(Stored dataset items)
----------------------------------------

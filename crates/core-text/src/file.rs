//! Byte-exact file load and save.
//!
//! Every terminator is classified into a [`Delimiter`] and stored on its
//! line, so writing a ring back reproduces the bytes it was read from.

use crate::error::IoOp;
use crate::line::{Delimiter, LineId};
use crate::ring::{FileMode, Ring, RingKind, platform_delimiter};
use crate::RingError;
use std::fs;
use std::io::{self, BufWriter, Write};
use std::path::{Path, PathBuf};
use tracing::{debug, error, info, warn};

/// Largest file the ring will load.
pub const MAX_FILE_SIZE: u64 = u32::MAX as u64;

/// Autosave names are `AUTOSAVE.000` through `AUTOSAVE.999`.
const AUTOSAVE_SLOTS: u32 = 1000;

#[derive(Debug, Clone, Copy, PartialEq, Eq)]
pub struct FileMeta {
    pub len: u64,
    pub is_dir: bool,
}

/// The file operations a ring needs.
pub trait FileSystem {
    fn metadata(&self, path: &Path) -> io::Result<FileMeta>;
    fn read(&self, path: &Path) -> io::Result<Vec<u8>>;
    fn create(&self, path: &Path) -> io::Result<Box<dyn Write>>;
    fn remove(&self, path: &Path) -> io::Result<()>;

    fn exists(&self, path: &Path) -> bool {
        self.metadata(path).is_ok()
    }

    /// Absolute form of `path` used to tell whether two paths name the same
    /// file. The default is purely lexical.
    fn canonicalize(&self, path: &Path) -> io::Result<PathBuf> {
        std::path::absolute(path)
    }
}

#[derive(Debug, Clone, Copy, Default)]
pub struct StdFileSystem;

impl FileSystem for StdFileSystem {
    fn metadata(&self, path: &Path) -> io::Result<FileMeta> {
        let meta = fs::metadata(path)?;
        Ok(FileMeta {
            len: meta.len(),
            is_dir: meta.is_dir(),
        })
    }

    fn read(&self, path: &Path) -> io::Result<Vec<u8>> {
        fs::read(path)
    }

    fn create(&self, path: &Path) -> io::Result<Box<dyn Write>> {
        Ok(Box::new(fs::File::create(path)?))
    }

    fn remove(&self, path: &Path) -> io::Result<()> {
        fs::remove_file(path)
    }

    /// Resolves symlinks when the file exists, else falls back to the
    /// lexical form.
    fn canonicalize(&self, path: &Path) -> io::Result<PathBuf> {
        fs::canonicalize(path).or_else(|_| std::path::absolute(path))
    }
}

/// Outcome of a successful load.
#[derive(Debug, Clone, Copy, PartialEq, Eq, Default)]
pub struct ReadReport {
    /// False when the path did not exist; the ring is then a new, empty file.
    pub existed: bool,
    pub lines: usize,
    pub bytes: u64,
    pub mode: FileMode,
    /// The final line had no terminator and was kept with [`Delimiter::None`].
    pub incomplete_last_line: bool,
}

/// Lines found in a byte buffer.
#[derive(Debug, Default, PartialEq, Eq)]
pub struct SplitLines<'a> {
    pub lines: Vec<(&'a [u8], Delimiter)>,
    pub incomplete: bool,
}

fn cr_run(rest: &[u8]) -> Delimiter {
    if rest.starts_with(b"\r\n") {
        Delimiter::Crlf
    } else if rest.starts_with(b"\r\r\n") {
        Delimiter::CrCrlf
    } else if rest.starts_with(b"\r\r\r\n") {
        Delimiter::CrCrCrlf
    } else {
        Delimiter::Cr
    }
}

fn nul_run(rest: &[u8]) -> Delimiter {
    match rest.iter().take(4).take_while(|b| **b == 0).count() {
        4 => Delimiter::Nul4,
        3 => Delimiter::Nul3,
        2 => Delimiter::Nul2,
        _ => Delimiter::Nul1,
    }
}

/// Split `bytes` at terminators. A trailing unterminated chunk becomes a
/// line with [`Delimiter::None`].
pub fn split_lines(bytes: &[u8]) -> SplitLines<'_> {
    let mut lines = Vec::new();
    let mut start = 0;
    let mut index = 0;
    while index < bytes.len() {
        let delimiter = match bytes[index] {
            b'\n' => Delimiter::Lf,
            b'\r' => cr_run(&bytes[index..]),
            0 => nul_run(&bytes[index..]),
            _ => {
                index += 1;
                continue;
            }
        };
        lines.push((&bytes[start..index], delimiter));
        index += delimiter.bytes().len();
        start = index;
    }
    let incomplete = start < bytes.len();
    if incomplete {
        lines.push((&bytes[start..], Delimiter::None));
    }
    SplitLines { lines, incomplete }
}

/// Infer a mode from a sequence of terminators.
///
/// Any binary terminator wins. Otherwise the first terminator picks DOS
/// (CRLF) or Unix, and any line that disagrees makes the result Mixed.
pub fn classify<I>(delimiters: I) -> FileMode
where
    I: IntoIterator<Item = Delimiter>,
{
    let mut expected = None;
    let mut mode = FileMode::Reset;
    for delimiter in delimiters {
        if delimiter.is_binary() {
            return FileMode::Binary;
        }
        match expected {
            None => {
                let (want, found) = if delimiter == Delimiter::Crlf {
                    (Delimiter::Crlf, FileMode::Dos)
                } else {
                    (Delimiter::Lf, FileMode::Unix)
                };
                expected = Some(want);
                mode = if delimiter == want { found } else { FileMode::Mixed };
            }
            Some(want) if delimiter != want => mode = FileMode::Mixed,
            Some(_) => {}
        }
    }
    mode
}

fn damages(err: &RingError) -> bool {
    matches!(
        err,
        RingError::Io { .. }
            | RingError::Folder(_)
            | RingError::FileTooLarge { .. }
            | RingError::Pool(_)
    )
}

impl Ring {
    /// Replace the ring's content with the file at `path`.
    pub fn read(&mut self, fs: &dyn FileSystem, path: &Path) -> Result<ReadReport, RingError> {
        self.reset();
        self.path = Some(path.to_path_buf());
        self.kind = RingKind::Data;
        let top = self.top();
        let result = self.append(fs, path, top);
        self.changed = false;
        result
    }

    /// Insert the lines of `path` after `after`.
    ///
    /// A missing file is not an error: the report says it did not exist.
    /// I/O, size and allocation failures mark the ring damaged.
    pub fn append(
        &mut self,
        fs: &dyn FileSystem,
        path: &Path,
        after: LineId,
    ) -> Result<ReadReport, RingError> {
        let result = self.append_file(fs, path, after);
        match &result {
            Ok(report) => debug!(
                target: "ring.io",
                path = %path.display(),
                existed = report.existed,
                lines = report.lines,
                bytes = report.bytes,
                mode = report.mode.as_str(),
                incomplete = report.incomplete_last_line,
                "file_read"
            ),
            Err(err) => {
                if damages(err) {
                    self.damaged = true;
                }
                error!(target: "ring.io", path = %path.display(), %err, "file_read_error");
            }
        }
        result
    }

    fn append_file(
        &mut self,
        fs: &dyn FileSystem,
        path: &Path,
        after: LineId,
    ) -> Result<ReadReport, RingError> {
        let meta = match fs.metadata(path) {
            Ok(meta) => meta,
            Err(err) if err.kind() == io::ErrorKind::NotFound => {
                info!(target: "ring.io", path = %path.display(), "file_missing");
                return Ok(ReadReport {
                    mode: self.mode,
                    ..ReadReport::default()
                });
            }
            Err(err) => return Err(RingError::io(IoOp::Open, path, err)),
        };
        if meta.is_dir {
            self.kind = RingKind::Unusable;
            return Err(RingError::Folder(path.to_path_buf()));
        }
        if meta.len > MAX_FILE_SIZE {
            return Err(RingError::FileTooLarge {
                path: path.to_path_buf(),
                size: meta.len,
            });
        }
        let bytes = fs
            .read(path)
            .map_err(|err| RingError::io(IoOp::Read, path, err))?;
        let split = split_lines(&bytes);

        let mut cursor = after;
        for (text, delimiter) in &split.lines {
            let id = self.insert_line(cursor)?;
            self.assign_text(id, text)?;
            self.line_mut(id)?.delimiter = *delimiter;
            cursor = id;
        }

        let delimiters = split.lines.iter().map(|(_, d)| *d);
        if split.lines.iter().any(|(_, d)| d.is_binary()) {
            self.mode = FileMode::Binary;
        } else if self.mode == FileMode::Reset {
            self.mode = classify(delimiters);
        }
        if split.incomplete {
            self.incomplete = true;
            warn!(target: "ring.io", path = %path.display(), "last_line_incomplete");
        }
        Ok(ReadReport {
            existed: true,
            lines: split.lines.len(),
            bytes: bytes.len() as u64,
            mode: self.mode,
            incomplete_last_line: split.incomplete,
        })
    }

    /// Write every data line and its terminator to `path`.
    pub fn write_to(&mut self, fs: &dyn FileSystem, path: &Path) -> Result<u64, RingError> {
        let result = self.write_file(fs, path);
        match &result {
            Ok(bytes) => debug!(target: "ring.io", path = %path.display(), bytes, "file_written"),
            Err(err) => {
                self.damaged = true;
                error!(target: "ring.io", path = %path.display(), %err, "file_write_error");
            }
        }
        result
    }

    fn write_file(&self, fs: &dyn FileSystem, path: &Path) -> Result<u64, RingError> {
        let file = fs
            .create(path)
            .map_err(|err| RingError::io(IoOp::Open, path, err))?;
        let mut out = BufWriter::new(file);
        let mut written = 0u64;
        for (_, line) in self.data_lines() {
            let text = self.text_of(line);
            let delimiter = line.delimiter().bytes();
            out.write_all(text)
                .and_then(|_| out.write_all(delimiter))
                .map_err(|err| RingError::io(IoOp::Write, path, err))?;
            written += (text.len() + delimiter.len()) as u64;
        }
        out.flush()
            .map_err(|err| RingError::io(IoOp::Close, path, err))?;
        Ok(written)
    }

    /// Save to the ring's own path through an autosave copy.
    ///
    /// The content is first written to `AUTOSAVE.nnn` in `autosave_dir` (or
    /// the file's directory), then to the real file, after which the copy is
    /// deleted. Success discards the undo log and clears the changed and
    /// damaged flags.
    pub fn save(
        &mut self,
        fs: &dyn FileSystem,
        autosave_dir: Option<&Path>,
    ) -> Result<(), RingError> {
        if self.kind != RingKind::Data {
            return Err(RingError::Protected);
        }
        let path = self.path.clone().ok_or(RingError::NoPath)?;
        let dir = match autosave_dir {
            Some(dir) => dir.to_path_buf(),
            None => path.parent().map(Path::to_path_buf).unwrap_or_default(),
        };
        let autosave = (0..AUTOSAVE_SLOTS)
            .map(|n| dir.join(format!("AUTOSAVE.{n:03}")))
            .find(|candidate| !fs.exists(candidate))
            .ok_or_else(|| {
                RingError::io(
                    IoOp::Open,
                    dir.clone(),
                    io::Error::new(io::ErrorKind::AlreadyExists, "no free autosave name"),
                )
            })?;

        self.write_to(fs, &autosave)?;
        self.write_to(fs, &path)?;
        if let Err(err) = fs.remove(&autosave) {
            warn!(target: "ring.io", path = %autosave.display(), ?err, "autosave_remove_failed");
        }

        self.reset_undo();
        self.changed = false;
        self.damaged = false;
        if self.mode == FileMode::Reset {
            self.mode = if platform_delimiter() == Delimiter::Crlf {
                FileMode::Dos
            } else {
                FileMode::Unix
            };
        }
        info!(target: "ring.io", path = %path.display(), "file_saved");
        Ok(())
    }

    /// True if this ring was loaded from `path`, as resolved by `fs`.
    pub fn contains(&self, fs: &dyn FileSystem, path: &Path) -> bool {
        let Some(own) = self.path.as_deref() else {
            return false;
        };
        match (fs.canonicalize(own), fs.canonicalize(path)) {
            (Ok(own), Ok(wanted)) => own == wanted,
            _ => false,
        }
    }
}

----------------------------------------

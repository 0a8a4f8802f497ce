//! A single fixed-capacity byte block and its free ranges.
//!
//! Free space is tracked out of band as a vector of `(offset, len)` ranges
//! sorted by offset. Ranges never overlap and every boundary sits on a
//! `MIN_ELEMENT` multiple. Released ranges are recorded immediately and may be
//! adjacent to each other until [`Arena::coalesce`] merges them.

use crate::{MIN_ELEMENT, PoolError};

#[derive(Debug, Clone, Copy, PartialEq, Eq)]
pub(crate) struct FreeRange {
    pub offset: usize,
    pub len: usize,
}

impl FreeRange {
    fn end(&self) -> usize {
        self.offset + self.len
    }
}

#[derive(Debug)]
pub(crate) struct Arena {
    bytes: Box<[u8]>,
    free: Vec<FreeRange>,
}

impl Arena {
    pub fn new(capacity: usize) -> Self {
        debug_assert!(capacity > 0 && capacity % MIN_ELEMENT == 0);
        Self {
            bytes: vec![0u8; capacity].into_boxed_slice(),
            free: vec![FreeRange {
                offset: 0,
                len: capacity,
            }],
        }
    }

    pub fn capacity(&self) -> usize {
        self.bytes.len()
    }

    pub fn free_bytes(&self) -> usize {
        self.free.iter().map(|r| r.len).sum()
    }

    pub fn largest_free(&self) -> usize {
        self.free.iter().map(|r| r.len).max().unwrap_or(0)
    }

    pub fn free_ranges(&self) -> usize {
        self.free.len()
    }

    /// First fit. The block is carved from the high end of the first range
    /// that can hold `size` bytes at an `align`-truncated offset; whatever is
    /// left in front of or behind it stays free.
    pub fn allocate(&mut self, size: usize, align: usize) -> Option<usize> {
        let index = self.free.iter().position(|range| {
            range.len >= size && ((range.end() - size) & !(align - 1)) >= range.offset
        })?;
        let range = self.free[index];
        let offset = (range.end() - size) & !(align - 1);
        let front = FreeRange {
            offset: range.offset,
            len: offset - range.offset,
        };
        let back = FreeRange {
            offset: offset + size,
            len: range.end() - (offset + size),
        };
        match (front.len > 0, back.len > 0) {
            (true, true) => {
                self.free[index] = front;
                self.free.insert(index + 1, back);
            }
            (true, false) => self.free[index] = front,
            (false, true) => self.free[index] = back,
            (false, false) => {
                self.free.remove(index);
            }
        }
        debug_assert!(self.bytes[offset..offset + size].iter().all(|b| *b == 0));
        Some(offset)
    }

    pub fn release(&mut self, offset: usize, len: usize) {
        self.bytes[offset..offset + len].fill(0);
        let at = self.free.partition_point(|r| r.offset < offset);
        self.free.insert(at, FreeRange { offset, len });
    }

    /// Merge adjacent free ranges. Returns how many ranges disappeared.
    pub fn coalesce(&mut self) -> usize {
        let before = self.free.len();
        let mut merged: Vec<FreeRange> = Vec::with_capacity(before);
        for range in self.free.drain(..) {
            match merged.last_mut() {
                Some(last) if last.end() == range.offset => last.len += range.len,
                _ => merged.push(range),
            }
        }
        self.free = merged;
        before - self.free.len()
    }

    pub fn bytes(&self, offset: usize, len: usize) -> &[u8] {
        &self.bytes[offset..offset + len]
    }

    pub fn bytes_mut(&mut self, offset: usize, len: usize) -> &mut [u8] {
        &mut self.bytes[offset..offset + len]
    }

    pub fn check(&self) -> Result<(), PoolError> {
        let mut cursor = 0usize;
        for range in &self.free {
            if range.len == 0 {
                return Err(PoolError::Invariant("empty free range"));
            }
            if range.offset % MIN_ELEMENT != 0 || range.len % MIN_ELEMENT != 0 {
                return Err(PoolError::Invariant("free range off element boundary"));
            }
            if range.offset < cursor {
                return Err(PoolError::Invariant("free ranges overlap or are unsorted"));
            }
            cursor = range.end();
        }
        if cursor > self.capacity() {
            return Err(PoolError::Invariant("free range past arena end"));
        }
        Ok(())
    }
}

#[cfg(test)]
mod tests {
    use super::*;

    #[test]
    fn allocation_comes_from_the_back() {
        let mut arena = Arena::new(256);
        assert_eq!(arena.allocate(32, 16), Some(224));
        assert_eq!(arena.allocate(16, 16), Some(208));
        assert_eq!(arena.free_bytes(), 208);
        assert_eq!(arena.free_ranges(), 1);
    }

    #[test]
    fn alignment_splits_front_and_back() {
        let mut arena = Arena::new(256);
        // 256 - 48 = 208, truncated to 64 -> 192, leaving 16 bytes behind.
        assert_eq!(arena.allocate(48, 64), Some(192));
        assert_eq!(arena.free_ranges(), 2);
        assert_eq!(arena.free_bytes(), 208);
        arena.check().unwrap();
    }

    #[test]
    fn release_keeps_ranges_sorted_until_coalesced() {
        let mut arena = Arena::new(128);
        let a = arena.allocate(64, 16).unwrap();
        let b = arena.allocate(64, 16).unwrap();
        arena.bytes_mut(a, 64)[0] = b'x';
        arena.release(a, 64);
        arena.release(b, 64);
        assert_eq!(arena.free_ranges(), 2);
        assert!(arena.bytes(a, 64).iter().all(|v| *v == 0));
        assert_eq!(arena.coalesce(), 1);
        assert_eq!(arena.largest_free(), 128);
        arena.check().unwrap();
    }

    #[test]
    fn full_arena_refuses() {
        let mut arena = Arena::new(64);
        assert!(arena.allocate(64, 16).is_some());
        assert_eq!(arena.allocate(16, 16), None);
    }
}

----------------------------------------

--- Task ---
Please return every line of the records that contains the word "derive".

--- Task answer ---
#[derive(Debug, Clone, Copy, PartialEq, Eq)]
#[derive(Debug, Clone, Copy, Default)]
#[derive(Debug, Clone, Copy, PartialEq, Eq, Default)]
#[derive(Debug, Default, PartialEq, Eq)]
#[derive(Debug, Clone, Copy, PartialEq, Eq)]
#[derive(Debug)]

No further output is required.